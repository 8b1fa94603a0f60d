//! Running external programs.

use anyhow::{Context, Result};
use log::debug;
use std::fmt;
use std::io::Write;
use std::path::{Path, PathBuf};
use std::process::{Command, Stdio};

use super::RealRuntime;

/// A program to run: name, arguments, working directory and optional stdin.
#[derive(Debug, Clone, PartialEq, Eq)]
pub struct Invocation {
    pub program: String,
    pub args: Vec<String>,
    pub cwd: Option<PathBuf>,
    pub stdin: Option<String>,
}

impl Invocation {
    pub fn new(program: &str) -> Self {
        Self {
            program: program.to_string(),
            args: Vec::new(),
            cwd: None,
            stdin: None,
        }
    }

    pub fn arg(mut self, arg: impl AsRef<str>) -> Self {
        self.args.push(arg.as_ref().to_string());
        self
    }

    pub fn path_arg(mut self, path: &Path) -> Self {
        self.args.push(path.to_string_lossy().into_owned());
        self
    }

    pub fn args<I, S>(mut self, args: I) -> Self
    where
        I: IntoIterator<Item = S>,
        S: AsRef<str>,
    {
        self.args
            .extend(args.into_iter().map(|a| a.as_ref().to_string()));
        self
    }

    pub fn current_dir(mut self, dir: &Path) -> Self {
        self.cwd = Some(dir.to_path_buf());
        self
    }

    pub fn stdin(mut self, input: impl Into<String>) -> Self {
        self.stdin = Some(input.into());
        self
    }
}

impl fmt::Display for Invocation {
    fn fmt(&self, f: &mut fmt::Formatter<'_>) -> fmt::Result {
        write!(f, "{}", self.program)?;
        for arg in &self.args {
            if arg.contains(char::is_whitespace) {
                write!(f, " {:?}", arg)?;
            } else {
                write!(f, " {}", arg)?;
            }
        }
        Ok(())
    }
}

/// Captured result of a finished program.
#[derive(Debug, Clone, Default, PartialEq, Eq)]
pub struct ProcessOutput {
    pub success: bool,
    /// `None` when the program was killed by a signal.
    pub code: Option<i32>,
    pub stdout: String,
    pub stderr: String,
}

impl ProcessOutput {
    /// A successful run printing `stdout`.
    pub fn ok(stdout: impl Into<String>) -> Self {
        Self {
            success: true,
            code: Some(0),
            stdout: stdout.into(),
            stderr: String::new(),
        }
    }

    /// A failed run with exit code 1 printing `stderr`.
    pub fn failed(stderr: impl Into<String>) -> Self {
        Self {
            success: false,
            code: Some(1),
            stdout: String::new(),
            stderr: stderr.into(),
        }
    }

    /// Both streams, stdout first.
    pub fn combined(&self) -> String {
        match (self.stdout.is_empty(), self.stderr.is_empty()) {
            (_, true) => self.stdout.clone(),
            (true, false) => self.stderr.clone(),
            (false, false) => format!("{}\n{}", self.stdout, self.stderr),
        }
    }
}

impl RealRuntime {
    #[tracing::instrument(skip(self, invocation), fields(program = %invocation.program))]
    pub(crate) fn run_impl(&self, invocation: &Invocation) -> Result<ProcessOutput> {
        debug!("Running {}", invocation);

        let mut command = Command::new(&invocation.program);
        command
            .args(&invocation.args)
            .stdout(Stdio::piped())
            .stderr(Stdio::piped())
            .stdin(if invocation.stdin.is_some() {
                Stdio::piped()
            } else {
                Stdio::null()
            });
        if let Some(dir) = &invocation.cwd {
            command.current_dir(dir);
        }

        let mut child = command
            .spawn()
            .with_context(|| format!("Failed to start {}", invocation.program))?;

        // The child is always waited on, even when feeding stdin fails.
        let fed = match &invocation.stdin {
            Some(input) => child
                .stdin
                .take()
                .context("Failed to open stdin of child process")
                // Dropping the handle closes the pipe so the child sees EOF.
                .and_then(|mut pipe| pipe.write_all(input.as_bytes()).map_err(Into::into)),
            None => Ok(()),
        };

        let output = child
            .wait_with_output()
            .with_context(|| format!("Failed to wait for {}", invocation.program))?;

        if let Err(e) = fed {
            return Err(e.context(format!(
                "Failed to write stdin of {} ({})",
                invocation.program, output.status
            )));
        }

        Ok(ProcessOutput {
            success: output.status.success(),
            code: output.status.code(),
            stdout: String::from_utf8_lossy(&output.stdout).into_owned(),
            stderr: String::from_utf8_lossy(&output.stderr).into_owned(),
        })
    }
}

#[cfg(test)]
mod tests {
    use super::*;
    use crate::runtime::Runtime;

    #[test]
    fn test_invocation_display() {
        let inv = Invocation::new("git")
            .args(["commit", "-m"])
            .arg("Fix the thing");
        assert_eq!(inv.to_string(), r#"git commit -m "Fix the thing""#);
    }

    #[test]
    fn test_combined_output() {
        let mut out = ProcessOutput::ok("out");
        assert_eq!(out.combined(), "out");
        out.stderr = "err".to_string();
        assert_eq!(out.combined(), "out\nerr");
        assert_eq!(ProcessOutput::failed("boom").combined(), "boom");
    }

    #[cfg(unix)]
    #[test]
    fn test_run_captures_output_and_status() {
        let rt = RealRuntime;
        let out = rt
            .run(&Invocation::new("sh").args(["-c", "echo hi; echo oops >&2; exit 3"]))
            .unwrap();
        assert!(!out.success);
        assert_eq!(out.code, Some(3));
        assert_eq!(out.stdout.trim(), "hi");
        assert_eq!(out.stderr.trim(), "oops");
    }

    #[cfg(unix)]
    #[test]
    fn test_run_feeds_stdin_and_cwd() {
        let rt = RealRuntime;
        let dir = tempfile::tempdir().unwrap();
        let out = rt
            .run(
                &Invocation::new("sh")
                    .args(["-c", "cat; pwd"])
                    .current_dir(dir.path())
                    .stdin("secret\n"),
            )
            .unwrap();
        assert!(out.success);
        let mut lines = out.stdout.lines();
        assert_eq!(lines.next(), Some("secret"));
        let pwd = std::path::PathBuf::from(lines.next().unwrap());
        assert_eq!(
            pwd.canonicalize().unwrap(),
            dir.path().canonicalize().unwrap()
        );
    }

    #[cfg(unix)]
    #[test]
    fn test_run_waits_for_child_when_stdin_breaks() {
        let rt = RealRuntime;
        let input = "x".repeat(1 << 20);
        let err = rt
            .run(
                &Invocation::new("sh")
                    .args(["-c", "exec 0<&-; exit 3"])
                    .stdin(input),
            )
            .unwrap_err();
        let msg = format!("{:#}", err);
        assert!(msg.contains("Failed to write stdin of sh"), "{}", msg);
        assert!(msg.contains("exit status: 3"), "{}", msg);
    }

    #[test]
    fn test_run_missing_program_is_an_error() {
        let rt = RealRuntime;
        let result = rt.run(&Invocation::new("misreq-no-such-program-xyz"));
        assert!(result.is_err());
    }
}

—————

What lines above mention "code"? Copy each one.

▸ OUTPUT FOR THIS EXERCISE:
    pub code: Option<i32>,
            code: Some(0),
    /// A failed run with exit code 1 printing `stderr`.
            code: Some(1),
            code: output.status.code(),
        assert_eq!(out.code, Some(3));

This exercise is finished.